Holland& Barrett says there has been a 187% increase in sales of rosemary essential petroleum compared to the previous year.

A Northumbria University study proved pupils in a room scented with rosemary performed better in memory tests.

It supported the traditional links between rosemary and memory.

A spokeswoman for Holland& Barrett used to say after the research about rosemary was published “we ensure a sharp rise in customer demand”.
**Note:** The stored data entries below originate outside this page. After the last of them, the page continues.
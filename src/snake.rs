use std::collections::VecDeque;
use std::ops::Add;

/// A cell on the board. Coordinates are signed so a head that steps off the
/// board can be represented and rejected.
#[derive(Debug, Copy, Clone, PartialEq, Eq, Hash)]
pub struct Position {
    pub x: i32,
    pub y: i32,
}

impl Position {
    pub const fn new(x: i32, y: i32) -> Self {
        Position { x, y }
    }

    pub fn in_bounds(&self, grid_size: i32) -> bool {
        (0..grid_size).contains(&self.x) && (0..grid_size).contains(&self.y)
    }
}

impl Add<Direction> for Position {
    type Output = Position;

    fn add(self, dir: Direction) -> Position {
        let (dx, dy) = dir.delta();
        Position::new(self.x + dx, self.y + dy)
    }
}

#[derive(Debug, Copy, Clone, PartialEq, Eq, Hash)]
pub enum Direction {
    Up,
    Down,
    Left,
    Right,
}

impl Direction {
    pub const ALL: [Direction; 4] = [Direction::Up, Direction::Down, Direction::Left, Direction::Right];

    /// Unit vector of this direction. `y` grows downwards.
    pub fn delta(self) -> (i32, i32) {
        match self {
            Direction::Up => (0, -1),
            Direction::Down => (0, 1),
            Direction::Left => (-1, 0),
            Direction::Right => (1, 0),
        }
    }

    pub fn opposite(self) -> Direction {
        match self {
            Direction::Up => Direction::Down,
            Direction::Down => Direction::Up,
            Direction::Left => Direction::Right,
            Direction::Right => Direction::Left,
        }
    }
}

/// Snake body, head first. Never empty.
#[derive(Debug, Clone, PartialEq, Eq)]
pub struct Snake {
    body: VecDeque<Position>,
}

impl Snake {
    pub fn new(head: Position) -> Self {
        Snake { body: VecDeque::from(vec![head]) }
    }

    /// Builds a snake from head-first segments, or `None` if `segments` is empty.
    pub fn from_segments<I: IntoIterator<Item = Position>>(segments: I) -> Option<Self> {
        let body: VecDeque<Position> = segments.into_iter().collect();
        if body.is_empty() {
            None
        } else {
            Some(Snake { body })
        }
    }

    pub fn head(&self) -> Position {
        self.body[0]
    }

    pub fn len(&self) -> usize {
        self.body.len()
    }

    /// Always false, a snake has at least one segment.
    pub fn is_empty(&self) -> bool {
        self.body.is_empty()
    }

    pub fn segments(&self) -> impl Iterator<Item = &Position> + '_ {
        self.body.iter()
    }

    pub fn to_vec(&self) -> Vec<Position> {
        self.body.iter().copied().collect()
    }

    pub fn contains(&self, pos: &Position) -> bool {
        self.body.contains(pos)
    }

    pub(crate) fn push_head(&mut self, pos: Position) {
        self.body.push_front(pos);
    }

    /// Drops the tail segment unless it is the only one left.
    pub(crate) fn pop_tail(&mut self) -> Option<Position> {
        if self.body.len() > 1 {
            self.body.pop_back()
        } else {
            None
        }
    }
}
“As the quiz season continues, we have increased provision in store to meet demand, ” she said.

Highly sensitive

The rush for rosemary envisage almost a doubling in sales compared with the same time last year and a trebling compared with the previous week.

Hundreds of thousands of pupils are rewriting and taking GCSEs and -Alevels – with the suggestion that the spike in rosemary sales has been driven by anxious mothers trying to find a way to help their children.

The research from Northumbria University, presented at the British Psychological Society’s annual meeting, backed up historical associations between rosemary and memory.

It suggested that pupils who worked in a classroom with the perfume of rosemary petroleum attained 5% to 7% better results in memory tests.

Researcher Mark Moss said the human sense of smell was highly sensitive and sent messages to the brain, setting off reactions and responses.

“It could be that aromas affect electrical activity in the brain or that pharmacologically active compounds can be absorbed, ” he said.

Rosemary has been was linked to memory for centuries.

In ancient Greece, students wore garlands of rosemary in quizs and in Shakespeare’s Hamlet, Ophelia tells: “There’s rosemary, that’s for remembrance.”